■ **INPUT MATERIAL**:

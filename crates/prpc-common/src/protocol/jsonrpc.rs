//! JSON-RPC 2.0 Envelope Types
//!
//! Pods speak a deliberately small subset of JSON-RPC 2.0:
//! - Request format: `{"jsonrpc": "2.0", "method": "...", "id": 1}`
//! - Response format: `{"jsonrpc": "2.0", "result": ..., "error": ..., "id": ...}`
//! - Error format: `{"code": ..., "message": "..."}`
//!
//! No method takes parameters, so requests never carry a `params` member.
//! Only `result` and `error` decide the outcome of a response; `jsonrpc`
//! and `id` are decoded leniently since error replies may carry `"id": null`.
//!
//! # Request Id
//!
//! Every request uses the id `1`. A client issues its calls one at a time
//! over a fresh connection and never pipelines, so responses need no
//! correlation. Reusing a connection for concurrent calls would require an
//! id allocator and a response-to-id map instead.
//!
//! # Example
//!
//! ```
//! use prpc_common::protocol::jsonrpc::RpcResponse;
//! use prpc_common::PodsResponse;
//!
//! let body = r#"{"jsonrpc":"2.0","result":{"pods":[],"total_count":0},"id":1}"#;
//! let response: RpcResponse<PodsResponse> = serde_json::from_str(body).unwrap();
//! let pods = response.into_result().unwrap();
//! assert_eq!(pods.total_count, 0.0);
//! ```

use serde::{Deserialize, Serialize};
use serde_json::Value;

use super::error::{PrpcError, Result};
use super::methods::Method;

/// Protocol version tag carried by every envelope
pub const JSONRPC_VERSION: &str = "2.0";

/// Id sent with every request
pub const REQUEST_ID: u64 = 1;

/// JSON-RPC request envelope
#[derive(Debug, Clone, Serialize, PartialEq)]
pub struct RpcRequest {
    /// JSON-RPC version (always "2.0")
    pub jsonrpc: String,
    /// Name of the method to invoke
    pub method: String,
    /// Request identifier (always 1)
    pub id: u64,
}

impl RpcRequest {
    pub fn new(method: Method) -> Self {
        Self {
            jsonrpc: JSONRPC_VERSION.into(),
            method: method.as_str().into(),
            id: REQUEST_ID,
        }
    }
}

/// JSON-RPC response envelope
///
/// A well-formed response carries exactly one of `result` or `error`.
/// Both members are optional on the wire so that malformed responses still
/// decode and can be reported precisely by [`RpcResponse::into_result`].
#[derive(Debug, Clone, Serialize, Deserialize, PartialEq)]
pub struct RpcResponse<T> {
    /// JSON-RPC version
    #[serde(default, skip_serializing_if = "Option::is_none")]
    pub jsonrpc: Option<String>,
    /// Result value on success
    #[serde(skip_serializing_if = "Option::is_none")]
    pub result: Option<T>,
    /// Error object on failure
    #[serde(skip_serializing_if = "Option::is_none")]
    pub error: Option<RpcErrorObject>,
    /// Request identifier echoed by the server (`null` when it could not
    /// read the request)
    #[serde(default)]
    pub id: Option<Value>,
}

/// Error member of a response envelope
#[derive(Debug, Clone, Serialize, Deserialize, PartialEq)]
pub struct RpcErrorObject {
    pub code: i64,
    pub message: String,
}

impl<T> RpcResponse<T> {
    pub fn success(result: T) -> Self {
        Self {
            jsonrpc: Some(JSONRPC_VERSION.into()),
            result: Some(result),
            error: None,
            id: Some(Value::from(REQUEST_ID)),
        }
    }

    pub fn error(code: i64, message: impl Into<String>) -> Self {
        Self {
            jsonrpc: Some(JSONRPC_VERSION.into()),
            result: None,
            error: Some(RpcErrorObject {
                code,
                message: message.into(),
            }),
            id: Some(Value::from(REQUEST_ID)),
        }
    }

    /// Unwraps the envelope.
    ///
    /// An error member takes precedence over a result; a response with
    /// neither fails with [`PrpcError::NoResult`].
    pub fn into_result(self) -> Result<T> {
        if let Some(error) = self.error {
            return Err(PrpcError::Rpc {
                code: error.code,
                message: error.message,
            });
        }

        self.result.ok_or(PrpcError::NoResult)
    }
}
//! Seed-Based Pod Discovery
//!
//! Locates a pod by its public key without knowing its address, by asking a
//! set of well-known seed nodes for their pod lists.
//!
//! # Algorithm
//!
//! 1. Resolve the effective seed list: `replace_seeds` if given, otherwise
//!    the base seeds followed by `add_seeds`
//! 2. Query every seed concurrently with `get-pods`, one [`PrpcClient`] per
//!    seed
//! 3. Return the first pod, from whichever seed answers first, whose pubkey
//!    matches; the remaining attempts are aborted
//! 4. Fail with [`PrpcError::NodeNotFound`] once every seed has failed or
//!    answered without a match
//!
//! A failing seed (unreachable, timed out, malformed reply, no match) never
//! fails the discovery on its own, and is never retried.
//!
//! # Example
//!
//! ```no_run
//! use prpc_client::discovery::{find_pnode, DiscoveryOptions};
//! use std::time::Duration;
//!
//! # async fn example() -> prpc_common::Result<()> {
//! let options = DiscoveryOptions::default()
//!     .with_added_seeds(["198.51.100.7"])
//!     .with_timeout(Duration::from_secs(2));
//! let pod = find_pnode("7xKXtg2CW87d97TXJSDpbD5jBkheTqA83TZRuJosgAsU", &options).await?;
//! println!("found at {:?}", pod.address);
//! # Ok(())
//! # }
//! ```

use std::sync::Arc;
use std::time::Duration;

use prpc_common::protocol::error::{PrpcError, Result};
use prpc_common::Pod;
use tokio::task::JoinSet;
use tracing::{debug, info, warn};

use crate::client::{ClientConfig, PrpcClient};

/// Bootstrap pods of the public network
pub const DEFAULT_SEEDS: &[&str] = &[
    "173.212.203.145",
    "173.212.220.65",
    "161.97.97.41",
    "192.190.136.36",
    "192.190.136.37",
    "192.190.136.38",
    "192.190.136.28",
    "192.190.136.29",
    "207.244.255.1",
];

/// Per-call options for [`Discovery::find_pnode`].
#[derive(Debug, Clone, Default)]
pub struct DiscoveryOptions {
    /// Seeds queried in addition to the base list
    pub add_seeds: Vec<String>,
    /// Seeds queried instead of the base list; takes precedence over
    /// `add_seeds`, which is then ignored
    pub replace_seeds: Option<Vec<String>>,
    /// Timeout for each seed's call; the client default when unset
    pub timeout: Option<Duration>,
}

impl DiscoveryOptions {
    pub fn with_added_seeds<I, S>(mut self, seeds: I) -> Self
    where
        I: IntoIterator<Item = S>,
        S: Into<String>,
    {
        self.add_seeds.extend(seeds.into_iter().map(Into::into));
        self
    }

    pub fn with_replaced_seeds<I, S>(mut self, seeds: I) -> Self
    where
        I: IntoIterator<Item = S>,
        S: Into<String>,
    {
        self.replace_seeds = Some(seeds.into_iter().map(Into::into).collect());
        self
    }

    pub fn with_timeout(mut self, timeout: Duration) -> Self {
        self.timeout = Some(timeout);
        self
    }

    fn client_config(&self) -> ClientConfig {
        match self.timeout {
            Some(timeout) => ClientConfig::default().with_timeout(timeout),
            None => ClientConfig::default(),
        }
    }
}

/// Pod discovery over a fixed base list of seeds.
///
/// The base list is set at construction and never changes; per-call
/// variations go through [`DiscoveryOptions`].
#[derive(Debug, Clone)]
pub struct Discovery {
    seeds: Arc<[String]>,
}

impl Default for Discovery {
    fn default() -> Self {
        Self::new(DEFAULT_SEEDS.iter().copied())
    }
}

impl Discovery {
    pub fn new<I, S>(seeds: I) -> Self
    where
        I: IntoIterator<Item = S>,
        S: Into<String>,
    {
        Self {
            seeds: seeds.into_iter().map(Into::into).collect(),
        }
    }

    /// Base seed list.
    pub fn seeds(&self) -> &[String] {
        &self.seeds
    }

    /// Seeds a discovery with `options` will query, in order.
    pub fn effective_seeds(&self, options: &DiscoveryOptions) -> Vec<String> {
        match &options.replace_seeds {
            Some(replacement) => replacement.clone(),
            None => self
                .seeds
                .iter()
                .chain(options.add_seeds.iter())
                .cloned()
                .collect(),
        }
    }

    /// Find the pod whose pubkey equals `pubkey`.
    ///
    /// Must be called within a Tokio runtime: each seed is queried on its own
    /// task.
    pub async fn find_pnode(&self, pubkey: &str, options: &DiscoveryOptions) -> Result<Pod> {
        let seeds = self.effective_seeds(options);
        let seeds_tried = seeds.len();
        if seeds.is_empty() {
            warn!(pubkey, "No seeds to query");
        }

        let config = options.client_config();
        let pubkey: Arc<str> = Arc::from(pubkey);
        let mut attempts = JoinSet::new();

        for seed in seeds {
            let config = config.clone();
            let pubkey = Arc::clone(&pubkey);
            attempts.spawn(async move {
                let outcome = query_seed(&seed, &pubkey, config).await;
                (seed, outcome)
            });
        }

        while let Some(joined) = attempts.join_next().await {
            match joined {
                Ok((seed, Ok(pod))) => {
                    info!(pubkey = %pubkey, seed = %seed, address = ?pod.address, "Found pNode");
                    attempts.abort_all();
                    return Ok(pod);
                }
                Ok((seed, Err(e))) => {
                    debug!(pubkey = %pubkey, seed = %seed, error = %e, "Seed attempt failed");
                }
                Err(e) => {
                    debug!(pubkey = %pubkey, error = %e, "Seed task did not complete");
                }
            }
        }

        Err(PrpcError::NodeNotFound {
            pubkey: pubkey.to_string(),
            seeds_tried,
        })
    }
}

/// Find a pod using the default seed list.
pub async fn find_pnode(pubkey: &str, options: &DiscoveryOptions) -> Result<Pod> {
    Discovery::default().find_pnode(pubkey, options).await
}

/// Ask one seed for its pods and pick the first one matching `pubkey`.
async fn query_seed(seed: &str, pubkey: &str, config: ClientConfig) -> Result<Pod> {
    let client = PrpcClient::with_config(seed, config)?;
    let pods = client.get_pods().await?;

    pods.into_pod(pubkey).ok_or_else(|| PrpcError::NotFoundOnSeed {
        seed: seed.to_string(),
        pubkey: pubkey.to_string(),
    })
}

#[cfg(test)]
mod tests {
    use super::*;

    fn discovery() -> Discovery {
        Discovery::new(["seed-a", "seed-b"])
    }

    #[test]
    fn test_default_uses_builtin_seeds() {
        let discovery = Discovery::default();
        assert_eq!(discovery.seeds().len(), DEFAULT_SEEDS.len());
        assert_eq!(discovery.seeds()[0], DEFAULT_SEEDS[0]);
    }

    #[test]
    fn test_effective_seeds_without_options() {
        let seeds = discovery().effective_seeds(&DiscoveryOptions::default());
        assert_eq!(seeds, vec!["seed-a", "seed-b"]);
    }

    #[test]
    fn test_effective_seeds_appends() {
        let options = DiscoveryOptions::default().with_added_seeds(["seed-z"]);
        let seeds = discovery().effective_seeds(&options);
        assert_eq!(seeds, vec!["seed-a", "seed-b", "seed-z"]);
    }

    #[test]
    fn test_effective_seeds_replace_wins_over_append() {
        let options = DiscoveryOptions::default()
            .with_added_seeds(["seed-y"])
            .with_replaced_seeds(["seed-z"]);
        let seeds = discovery().effective_seeds(&options);
        assert_eq!(seeds, vec!["seed-z"]);
    }

    #[test]
    fn test_effective_seeds_do_not_touch_base_list() {
        let discovery = discovery();
        let options = DiscoveryOptions::default().with_added_seeds(["seed-z"]);
        let _ = discovery.effective_seeds(&options);
        assert_eq!(discovery.seeds(), &["seed-a".to_string(), "seed-b".to_string()]);
    }

    #[test]
    fn test_options_forward_timeout() {
        let options = DiscoveryOptions::default().with_timeout(Duration::from_millis(750));
        assert_eq!(options.client_config().timeout, Duration::from_millis(750));
        assert_eq!(
            DiscoveryOptions::default().client_config().timeout,
            ClientConfig::default().timeout
        );
    }

    #[tokio::test]
    async fn test_empty_seed_list_fails_with_aggregate_error() {
        let options = DiscoveryOptions::default().with_replaced_seeds(Vec::<String>::new());
        let err = discovery().find_pnode("X", &options).await.unwrap_err();
        match err {
            PrpcError::NodeNotFound { pubkey, seeds_tried } => {
                assert_eq!(pubkey, "X");
                assert_eq!(seeds_tried, 0);
            }
            other => panic!("Expected NodeNotFound, got {:?}", other),
        }
    }

    #[tokio::test]
    async fn test_invalid_seed_counts_as_failed_seed() {
        let options = DiscoveryOptions::default().with_replaced_seeds(["http://bad/"]);
        let err = discovery().find_pnode("X", &options).await.unwrap_err();
        assert_eq!(err.to_string(), "Could not find pNode X on any seed");
    }
}
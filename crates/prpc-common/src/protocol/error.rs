use thiserror::Error;

#[derive(Error, Debug)]
pub enum PrpcError {
    #[error("Request timed out")]
    Timeout,

    #[error("HTTP error: {0}")]
    Http(u16),

    /// Error object reported by the pod. Only the message is displayed.
    #[error("{message}")]
    Rpc { code: i64, message: String },

    #[error("No result in response")]
    NoResult,

    #[error("JSON serialization error: {0}")]
    JsonSerialization(#[from] serde_json::Error),

    #[error("Transport error: {0}")]
    Transport(String),

    #[error("Invalid address: {0}")]
    InvalidAddress(String),

    #[error("pNode {pubkey} not found on seed {seed}")]
    NotFoundOnSeed { seed: String, pubkey: String },

    #[error("Could not find pNode {pubkey} on any seed")]
    NodeNotFound { pubkey: String, seeds_tried: usize },
}

impl PrpcError {
    /// Returns true for failures raised by a single call's timer.
    pub fn is_timeout(&self) -> bool {
        matches!(self, PrpcError::Timeout)
    }
}

impl From<hyper::http::Error> for PrpcError {
    fn from(err: hyper::http::Error) -> Self {
        PrpcError::Transport(err.to_string())
    }
}

pub type Result<T> = std::result::Result<T, PrpcError>;
pub mod error;
pub mod jsonrpc;
pub mod methods;
pub mod types;


pub use error::{PrpcError, Result};
pub use jsonrpc::{RpcErrorObject, RpcRequest, RpcResponse, JSONRPC_VERSION, REQUEST_ID};
pub use methods::Method;
pub use types::{NodeStats, Pod, PodsResponse};
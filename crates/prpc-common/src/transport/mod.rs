//! Pod RPC Transport Layer
//!
//! HTTP mapping of the JSON-RPC envelope.
//!
//! # Components
//!
//! - **[`HttpTransport`]**: endpoint resolution, request building and
//!   response decoding
//! - **[`RPC_PORT`]** / **[`RPC_PATH`]**: fixed endpoint coordinates
//!
//! # Example
//!
//! ```
//! use prpc_common::transport::HttpTransport;
//! use prpc_common::PodsResponse;
//! use hyper::StatusCode;
//!
//! let body = br#"{"jsonrpc":"2.0","result":{"pods":[],"total_count":0},"id":1}"#;
//! let pods: PodsResponse = HttpTransport::decode_response(StatusCode::OK, body).unwrap();
//! assert_eq!(pods.total_count, 0.0);
//! ```

pub mod http;

pub use http::{HttpTransport, RpcHttpRequest, RPC_PATH, RPC_PORT};
//! HTTP Transport Utilities
//!
//! This module maps the JSON-RPC envelope onto HTTP for pod calls.
//!
//! # Architecture
//!
//! The HTTP transport layer provides:
//! - Resolving a pod address into its RPC endpoint URL
//! - Building the POST request carrying a JSON-RPC envelope
//! - Turning an HTTP status and body back into a typed result
//!
//! Sending the request is left to the client crate, which owns the
//! connection and the timeout.
//!
//! # Example
//!
//! ```
//! use prpc_common::transport::http::HttpTransport;
//! use prpc_common::Method;
//!
//! let endpoint = HttpTransport::endpoint_url("192.0.2.10").unwrap();
//! assert_eq!(endpoint, "http://192.0.2.10:6000/rpc");
//!
//! let request = HttpTransport::build_request(&endpoint, Method::GetPods).unwrap();
//! assert_eq!(request.method(), hyper::Method::POST);
//! ```

use std::net::{Ipv6Addr, SocketAddr};

use http_body_util::Full;
use hyper::body::Bytes;
use hyper::{Request, StatusCode};
use serde::de::DeserializeOwned;

use crate::protocol::error::{PrpcError, Result};
use crate::protocol::jsonrpc::{RpcRequest, RpcResponse};
use crate::protocol::methods::Method;

/// Port every pod serves its RPC interface on
pub const RPC_PORT: u16 = 6000;

/// Path of the RPC endpoint
pub const RPC_PATH: &str = "/rpc";

/// Type alias for outgoing requests with a full body
pub type RpcHttpRequest = Request<Full<Bytes>>;

/// HTTP transport utility functions
pub struct HttpTransport;

impl HttpTransport {
    /// Resolves a pod address into its RPC endpoint.
    ///
    /// A bare host becomes `http://<host>:6000/rpc`. An address that already
    /// names a port (`host:port`, `[v6]:port`) keeps it, and a bare IPv6
    /// literal is bracketed.
    ///
    /// # Errors
    ///
    /// Returns [`PrpcError::InvalidAddress`] for empty input, input carrying
    /// a scheme or path, or an unparsable port.
    pub fn endpoint_url(address: &str) -> Result<String> {
        let address = address.trim();
        if address.is_empty() || address.contains('/') {
            return Err(PrpcError::InvalidAddress(address.to_string()));
        }

        let authority = if let Ok(socket) = address.parse::<SocketAddr>() {
            socket.to_string()
        } else if let Ok(ip) = address.parse::<Ipv6Addr>() {
            format!("[{}]:{}", ip, RPC_PORT)
        } else if let Some((host, port)) = address.rsplit_once(':') {
            if host.is_empty() || port.parse::<u16>().is_err() {
                return Err(PrpcError::InvalidAddress(address.to_string()));
            }
            address.to_string()
        } else {
            format!("{}:{}", address, RPC_PORT)
        };

        Ok(format!("http://{}{}", authority, RPC_PATH))
    }

    /// Builds the POST request for `method` against `endpoint`.
    pub fn build_request(endpoint: &str, method: Method) -> Result<RpcHttpRequest> {
        let body = serde_json::to_vec(&RpcRequest::new(method))?;

        let request = Request::builder()
            .method(hyper::Method::POST)
            .uri(endpoint)
            .header("Content-Type", "application/json")
            .body(Full::new(Bytes::from(body)))?;

        Ok(request)
    }

    /// Converts an HTTP status and body into the call's result.
    ///
    /// Non-success statuses fail before the body is looked at.
    pub fn decode_response<T: DeserializeOwned>(status: StatusCode, body: &[u8]) -> Result<T> {
        if !status.is_success() {
            return Err(PrpcError::Http(status.as_u16()));
        }

        let envelope: RpcResponse<T> = serde_json::from_slice(body)?;
        envelope.into_result()
    }
}
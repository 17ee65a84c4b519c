//! Pod RPC Data Model
//!
//! Result payloads returned by the pod methods. Every value is a transient
//! snapshot decoded fresh from each response.
//!
//! Pods emit plain JSON numbers with no integer guarantee, so every numeric
//! field is an `f64`. A single fractional or negative counter would otherwise
//! fail the whole page it arrived in.

use serde::{Deserialize, Serialize};

/// A participant node of the network.
///
/// Only `last_seen_timestamp` is guaranteed; the remaining fields depend on
/// the node type and on which method produced the record.
#[derive(Debug, Clone, PartialEq, Serialize, Deserialize)]
pub struct Pod {
    /// Gossip address of the pod (e.g. "192.0.2.10:9001")
    #[serde(default, skip_serializing_if = "Option::is_none")]
    pub address: Option<String>,
    /// Base58 public key identifying the pod
    #[serde(default, skip_serializing_if = "Option::is_none")]
    pub pubkey: Option<String>,
    /// Software version string
    #[serde(default, skip_serializing_if = "Option::is_none")]
    pub version: Option<String>,
    /// Last time the pod was seen (Unix time in milliseconds)
    pub last_seen_timestamp: f64,
    /// Whether the pod accepts public RPC traffic
    #[serde(default, skip_serializing_if = "Option::is_none")]
    pub is_public: Option<bool>,
    /// Port of the pod's RPC endpoint
    #[serde(default, skip_serializing_if = "Option::is_none")]
    pub rpc_port: Option<f64>,
    /// Storage capacity committed to the network, in bytes
    #[serde(default, skip_serializing_if = "Option::is_none")]
    pub storage_committed: Option<f64>,
    /// Storage in use, in bytes
    #[serde(default, skip_serializing_if = "Option::is_none")]
    pub storage_used: Option<f64>,
    /// Storage in use as a percentage of the committed capacity
    #[serde(default, skip_serializing_if = "Option::is_none")]
    pub storage_usage_percent: Option<f64>,
    /// Uptime in seconds
    #[serde(default, skip_serializing_if = "Option::is_none")]
    pub uptime: Option<f64>,
}

impl Pod {
    /// Creates a pod record carrying only the required timestamp.
    pub fn new(last_seen_timestamp: f64) -> Self {
        Self {
            address: None,
            pubkey: None,
            version: None,
            last_seen_timestamp,
            is_public: None,
            rpc_port: None,
            storage_committed: None,
            storage_used: None,
            storage_usage_percent: None,
            uptime: None,
        }
    }

    pub fn with_pubkey(mut self, pubkey: impl Into<String>) -> Self {
        self.pubkey = Some(pubkey.into());
        self
    }

    pub fn with_address(mut self, address: impl Into<String>) -> Self {
        self.address = Some(address.into());
        self
    }

    pub fn matches_pubkey(&self, pubkey: &str) -> bool {
        self.pubkey.as_deref() == Some(pubkey)
    }
}

/// A page of pods.
///
/// `total_count` may exceed `pods.len()` when the server paginates.
#[derive(Debug, Clone, PartialEq, Serialize, Deserialize)]
pub struct PodsResponse {
    pub pods: Vec<Pod>,
    pub total_count: f64,
}

impl PodsResponse {
    /// Returns the first pod, in list order, whose pubkey equals `pubkey`.
    pub fn find_by_pubkey(&self, pubkey: &str) -> Option<&Pod> {
        self.pods.iter().find(|pod| pod.matches_pubkey(pubkey))
    }

    /// Consuming variant of [`PodsResponse::find_by_pubkey`].
    pub fn into_pod(self, pubkey: &str) -> Option<Pod> {
        self.pods.into_iter().find(|pod| pod.matches_pubkey(pubkey))
    }
}

/// Runtime counters of a single node.
#[derive(Debug, Clone, PartialEq, Serialize, Deserialize)]
pub struct NodeStats {
    pub active_streams: f64,
    pub cpu_percent: f64,
    pub current_index: f64,
    pub file_size: f64,
    pub last_updated: f64,
    pub packets_received: f64,
    pub packets_sent: f64,
    pub ram_total: f64,
    pub ram_used: f64,
    pub total_bytes: f64,
    pub total_pages: f64,
    pub uptime: f64,
}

■ **YOUR TASK**:
Within the data, how many lines hold the string "POST"? Answer with the number and nothing more.

■ **RESPONSE**:
4